Mais qui peut dire, à la fin du film, si Rosemary Woodhouse (Mia Farrow) est la victime du Diable et de ses sectateurs, si elle a réellement donné naissance au fils de Satan, ou si, jeune femme diaphane, sans grande épaisseur, elle a basculé dans une folie favorisée par sa grossesse ? Qui peut trancher sereinement ? Personne et c'est bien ce que souhaitait Roman Polanski qui le dit clairement dans un des suppléments du DVD.

Lorsque je regarde le film, je change de point de vue à chaque fois, parce que le grand talent du réalisateur est de donner autant de poids à l'une ou à l'autre hypothèse. Je penche, ce soir, pour la folie obsessionnelle et je m'en persuade parce que Polanski est le cinéaste du malaise et du décalage ; parce qu'une de ses œuvres les plus impressionnantes, Répulsion, montre Catherine Deneuve dans une névrose différente mais tout autant angoissante que celle que pourrait vivre Rosemary.

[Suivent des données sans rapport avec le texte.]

//! Error Types
//!
//! Failures that abort the setup step. Absence of an installation is not
//! an error (see [`crate::environment::locator`]), and self-update failures
//! never reach this type.

use std::path::PathBuf;

use thiserror::Error;

use crate::messages::{self, MessageId};

/// Result alias used across the crate.
pub type Result<T> = std::result::Result<T, SetupError>;

/// Fatal setup failures.
#[derive(Debug, Error)]
pub enum SetupError {
    /// The Miniconda installer did not complete.
    #[error("{}", messages::format(MessageId::InstallationFailed, &[.0.as_str()]))]
    Installation(String),

    /// `conda create` failed for the given prefix.
    #[error("{}", messages::format(MessageId::CreateFailed, &[.prefix.display().to_string().as_str(), .message.as_str()]))]
    Creation { prefix: PathBuf, message: String },

    /// `conda install` into the base environment failed.
    #[error("{}", messages::format(MessageId::PackageInstallFailed, &[.0.as_str()]))]
    PackageInstall(String),

    /// The installer could not be fetched.
    #[error("{}", messages::format(MessageId::DownloadFailed, &[.url.as_str(), .message.as_str()]))]
    Download { url: String, message: String },

    #[error("Invalid input: {0}")]
    InvalidInput(String),

    #[error(transparent)]
    Io(#[from] std::io::Error),
}
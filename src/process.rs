//! External Process Execution
//!
//! Every external tool (the Miniconda installer, `conda` itself) runs through
//! [`ProcessRunner`] so that the setup flow can be exercised without
//! spawning real processes.

use std::fmt;
use std::path::{Path, PathBuf};

use async_trait::async_trait;
use log::{debug, error};
use thiserror::Error;
use tokio::process::Command;

/// A failed external command.
#[derive(Debug, Error)]
pub enum ProcessError {
    #[error("Failed to start '{program}': {source}")]
    Spawn {
        program: String,
        #[source]
        source: std::io::Error,
    },

    #[error("'{program}' exited with code {code:?}: {output}")]
    NonZeroExit {
        program: String,
        code: Option<i32>,
        output: String,
    },
}

/// A program plus its ordered argument list.
#[derive(Debug, Clone, PartialEq, Eq)]
pub struct CommandLine {
    program: PathBuf,
    args: Vec<String>,
}

impl CommandLine {
    pub fn new(program: impl AsRef<Path>) -> Self {
        Self {
            program: program.as_ref().to_path_buf(),
            args: Vec::new(),
        }
    }

    /// Appends a single argument, kept intact even if it contains spaces.
    pub fn arg(mut self, arg: impl Into<String>) -> Self {
        self.args.push(arg.into());
        self
    }

    /// Appends a free-form argument line such as `"numpy=1.2 scipy"`.
    ///
    /// The line is split on whitespace; double quotes group words into one
    /// argument.
    pub fn line(mut self, line: &str) -> Self {
        self.args.extend(split_argument_line(line));
        self
    }

    pub fn program(&self) -> &Path {
        &self.program
    }

    pub fn args(&self) -> &[String] {
        &self.args
    }
}

impl fmt::Display for CommandLine {
    fn fmt(&self, f: &mut fmt::Formatter<'_>) -> fmt::Result {
        write!(f, "{}", quote(&self.program.display().to_string()))?;
        for arg in &self.args {
            write!(f, " {}", quote(arg))?;
        }
        Ok(())
    }
}

fn quote(arg: &str) -> String {
    if arg.is_empty() || arg.contains(char::is_whitespace) {
        format!("\"{}\"", arg)
    } else {
        arg.to_string()
    }
}

/// Splits an argument line on whitespace, honoring double-quoted groups.
pub fn split_argument_line(line: &str) -> Vec<String> {
    let mut args = Vec::new();
    let mut current = String::new();
    let mut in_quotes = false;
    let mut has_token = false;

    for c in line.chars() {
        match c {
            '"' => {
                in_quotes = !in_quotes;
                has_token = true;
            }
            c if c.is_whitespace() && !in_quotes => {
                if has_token {
                    args.push(std::mem::take(&mut current));
                    has_token = false;
                }
            }
            c => {
                current.push(c);
                has_token = true;
            }
        }
    }

    if has_token {
        args.push(current);
    }
    args
}

/// Runs external commands to completion.
#[async_trait]
pub trait ProcessRunner: Send + Sync {
    /// Runs `command` and waits for it; a nonzero exit is an error.
    async fn run(&self, command: &CommandLine) -> Result<(), ProcessError>;
}

/// Runs commands as real child processes.
#[derive(Debug, Default, Clone, Copy)]
pub struct SystemRunner;

#[async_trait]
impl ProcessRunner for SystemRunner {
    async fn run(&self, command: &CommandLine) -> Result<(), ProcessError> {
        let program = command.program().display().to_string();
        debug!("Running: {}", command);

        let output = Command::new(command.program())
            .args(command.args())
            .output()
            .await
            .map_err(|source| ProcessError::Spawn {
                program: program.clone(),
                source,
            })?;

        let stdout = String::from_utf8_lossy(&output.stdout);
        if !stdout.trim().is_empty() {
            debug!("{} output:\n{}", program, stdout);
        }

        if output.status.success() {
            return Ok(());
        }

        let stderr = String::from_utf8_lossy(&output.stderr);
        let detail = if stderr.trim().is_empty() {
            stdout.trim().to_string()
        } else {
            stderr.trim().to_string()
        };

        error!(
            "'{}' failed with exit code: {:?}",
            program,
            output.status.code()
        );

        Err(ProcessError::NonZeroExit {
            program,
            code: output.status.code(),
            output: detail,
        })
    }
}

Après tout, Rosemary est avant tout une jeune femme qu’on devine un peu fragile, un peu éthérée, affublée d’un mari souvent absent, égotique et médiocre, absorbé par son ambition artistique. Voilà qu’elle emménage dans un immeuble massif, lourd, sombre, impressionnant. Et qui plus est, dans ce grand vaisseau sévère, il y a eu jadis de terribles, épouvantables crimes, cannibalisme, orgies, sorcellerie. Voila d’ailleurs qui fait songer aux légendes qui courent sur l’hôtel Overlook de Shining, n’est-ce pas ? Ajoutons à tout ceci les bouleversements nerveux d'une grossesse difficile, il y a de quoi déglinguer un cerveau léger…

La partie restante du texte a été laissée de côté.